Overall, something of a mixed experience. Great set-up and some very interesting ideas throughout the book. But hamstrung by poor pacing and rather unconvincing characterisation. Perhaps a bit of a rush-job? That said, I'll still be clamouring for his next book, his form's been reliable and even this novel does have much to like about it.

[*] This is one way in which novels lose out to films. Unless one has both noted a film's duration and is checking one's watch, it's not obvious how much time a film has left, with the result that it can remain exciting before wrapping itself up in super-quick time. With a novel, one is well aware of how much is left, and if there appears to be a lot of ground still to cover (as there was here) a creeping sense of dread starts to coagulate (at least in this reader).

Wednesday, 4 February 2009

Snow smile

At APM's suggestion, I forwarded one of my snowy photographs to the Guardian ...


They've been producing an interactive country-wide map of snowy photographs sent in by their readers. Anyway, presumably to offset a deficit of photographs outside of London, they used mine ...

Guardian snow pictures

While the road sign made me smile, I doubt that many of the motorists (slowly) passing it were quite so amused.

Tuesday, 3 February 2009

Snowy time-lapse

While it misses the arrival of the snow, I got a pretty good time-lapse movie of the snow's (partial) retreat yesterday ...

It even includes C in a couple of its frames.
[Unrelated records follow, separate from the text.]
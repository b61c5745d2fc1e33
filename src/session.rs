use std::path::{Path, PathBuf};
use std::time::Duration;

use anyhow::Context;
use chrono::Utc;
use thiserror::Error;
use uuid::Uuid;

use crate::directory::OfficerDirectory;
use crate::models::{Officer, SessionRecord};

pub const SESSION_PATH_ENV: &str = "YARA_SESSION_PATH";
pub const DEFAULT_SESSION_PATH: &str = ".yara-session.json";

/// Demo credential; every officer account shares it.
const DEMO_PASSWORD: &str = "password123";
const SIGNUP_ROLE: &str = "Tourism Safety Officer";

#[derive(Debug, Error, PartialEq, Eq)]
pub enum AuthError {
    /// Unknown email and wrong password are deliberately indistinguishable.
    #[error("invalid credentials")]
    InvalidCredentials,
    #[error("an officer with this email already exists")]
    EmailTaken,
}

#[derive(Debug, Clone, PartialEq, Eq)]
pub enum SessionState {
    Anonymous,
    Authenticating,
    Authenticated(Officer),
}

/// Where the authenticated officer of `restore_or_default` came from.
#[derive(Debug, Clone, Copy, PartialEq, Eq)]
pub enum SessionOrigin {
    Persisted,
    AutoSelected,
    Unavailable,
}

/// File-backed load/save/clear for the current officer, kept apart from
/// the auth flow so the storage location is a wiring decision.
pub struct SessionRepository {
    path: PathBuf,
}

impl SessionRepository {
    pub fn new(path: impl Into<PathBuf>) -> Self {
        Self { path: path.into() }
    }

    pub fn from_env() -> Self {
        let path =
            std::env::var(SESSION_PATH_ENV).unwrap_or_else(|_| DEFAULT_SESSION_PATH.to_string());
        Self::new(path)
    }

    pub fn path(&self) -> &Path {
        &self.path
    }

    /// A missing or unreadable session file degrades to "no session".
    pub fn load(&self) -> Option<Officer> {
        let raw = std::fs::read_to_string(&self.path).ok()?;
        match serde_json::from_str::<SessionRecord>(&raw) {
            Ok(record) => Some(record.officer),
            Err(err) => {
                tracing::warn!(%err, path = %self.path.display(), "discarding unreadable session file");
                None
            }
        }
    }

    pub fn save(&self, officer: &Officer) -> anyhow::Result<()> {
        let record = SessionRecord {
            officer: officer.clone(),
            saved_at: Utc::now(),
        };
        let raw = serde_json::to_string_pretty(&record)?;
        std::fs::write(&self.path, raw)
            .with_context(|| format!("failed to write session file {}", self.path.display()))
    }

    pub fn clear(&self) -> anyhow::Result<()> {
        match std::fs::remove_file(&self.path) {
            Ok(()) => Ok(()),
            Err(err) if err.kind() == std::io::ErrorKind::NotFound => Ok(()),
            Err(err) => Err(err).with_context(|| {
                format!("failed to remove session file {}", self.path.display())
            }),
        }
    }
}

/// Mock authentication over an injected officer store. The network a real
/// deployment would talk to is simulated with a fixed latency.
pub struct AuthService<D: OfficerDirectory> {
    directory: D,
    repository: SessionRepository,
    latency: Duration,
    state: SessionState,
}

impl<D: OfficerDirectory> AuthService<D> {
    pub fn new(directory: D, repository: SessionRepository, latency: Duration) -> Self {
        Self {
            directory,
            repository,
            latency,
            state: SessionState::Anonymous,
        }
    }

    pub fn state(&self) -> &SessionState {
        &self.state
    }

    pub fn current_officer(&self) -> Option<&Officer> {
        match &self.state {
            SessionState::Authenticated(officer) => Some(officer),
            _ => None,
        }
    }

    pub fn directory(&self) -> &D {
        &self.directory
    }

    /// Startup path: restore the persisted session, or fall back to the
    /// first listed officer and persist that. The fallback is a demo
    /// convenience, not a security boundary.
    pub fn restore_or_default(&mut self) -> anyhow::Result<SessionOrigin> {
        if let Some(officer) = self.repository.load() {
            tracing::debug!(email = %officer.email, "restored persisted session");
            self.state = SessionState::Authenticated(officer);
            return Ok(SessionOrigin::Persisted);
        }
        let Some(officer) = self.directory.list().first().cloned() else {
            return Ok(SessionOrigin::Unavailable);
        };
        tracing::debug!(email = %officer.email, "no persisted session, auto-selecting default officer");
        self.repository.save(&officer)?;
        self.state = SessionState::Authenticated(officer);
        Ok(SessionOrigin::AutoSelected)
    }

    /// Exact email lookup plus the shared demo password. Failure reports a
    /// single undifferentiated error and returns the state to anonymous.
    pub async fn login(&mut self, email: &str, password: &str) -> Result<Officer, AuthError> {
        self.state = SessionState::Authenticating;
        self.simulate_network().await;

        match self.directory.find_by_email(email) {
            Some(officer) if password == DEMO_PASSWORD => {
                self.persist(&officer);
                self.state = SessionState::Authenticated(officer.clone());
                Ok(officer)
            }
            _ => {
                self.state = SessionState::Anonymous;
                Err(AuthError::InvalidCredentials)
            }
        }
    }

    /// Registers a new officer account and signs it in. The password is
    /// accepted but never stored; the demo has no real secret.
    pub async fn signup(
        &mut self,
        name: &str,
        dept_id: &str,
        email: &str,
        _password: &str,
    ) -> Result<Officer, AuthError> {
        self.state = SessionState::Authenticating;
        self.simulate_network().await;

        if self.directory.find_by_email(email).is_some() {
            self.state = SessionState::Anonymous;
            return Err(AuthError::EmailTaken);
        }

        let officer = Officer {
            id: fresh_officer_id(),
            name: name.to_string(),
            email: email.to_string(),
            dept_id: dept_id.to_string(),
            role: SIGNUP_ROLE.to_string(),
        };
        self.directory.append(officer.clone());
        self.persist(&officer);
        self.state = SessionState::Authenticated(officer.clone());
        Ok(officer)
    }

    pub fn logout(&mut self) -> anyhow::Result<()> {
        self.repository.clear()?;
        self.state = SessionState::Anonymous;
        Ok(())
    }

    /// Persistence is a convenience; a write failure downgrades the session
    /// to this process only rather than failing the auth flow.
    fn persist(&self, officer: &Officer) {
        if let Err(err) = self.repository.save(officer) {
            tracing::warn!(%err, "session will not survive this process");
        }
    }

    async fn simulate_network(&self) {
        if !self.latency.is_zero() {
            tokio::time::sleep(self.latency).await;
        }
    }
}

fn fresh_officer_id() -> String {
    format!("OFF-{}", Uuid::new_v4().simple())
}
Very much blink and you'll miss it.

Monday, 2 February 2009

Who needs reality ...

... when you can make time-lapse movies in virtual worlds ...

If only Niko would stand still ...

Snow in Southampton

Today we've got the best (or worst, depending upon your view) snow there's been in Southampton since I came here more than 10 years ago. Around about 4 cm was on the ground this morning, and though it's melted a bit since then, it's starting to snow quite heavily again.

Anyway, to avoid any cycling mishaps and the Woolston gridlock, I walked in to work today. It gave me a chance to snap off winter scenes on my way in. I've posted these to a set over at Flickr.


Sunday, 1 February 2009

The lives of clouds

I managed to generate this quite nice time-lapse movie of clouds over Southampton around sunset ...

I used a short period between frames this time (10 seconds), so got a much better representation of the comings and goings of clouds. I was particularly struck by the little clouds that "momentarily" appear then disappear towards the end of the movie.

Not knowing anything really about clouds, I've no idea how this happens. I understand how clouds form when warm, moist air is forced upwards by topography, but these seemed to come out of nowhere, with seemingly nothing to force their creation. And then, after popping into existence, they quickly frittered away. Presumably because they either "rained out" their water content, or were attenuated by mixing processes. It's a mystery. In this blog anyway.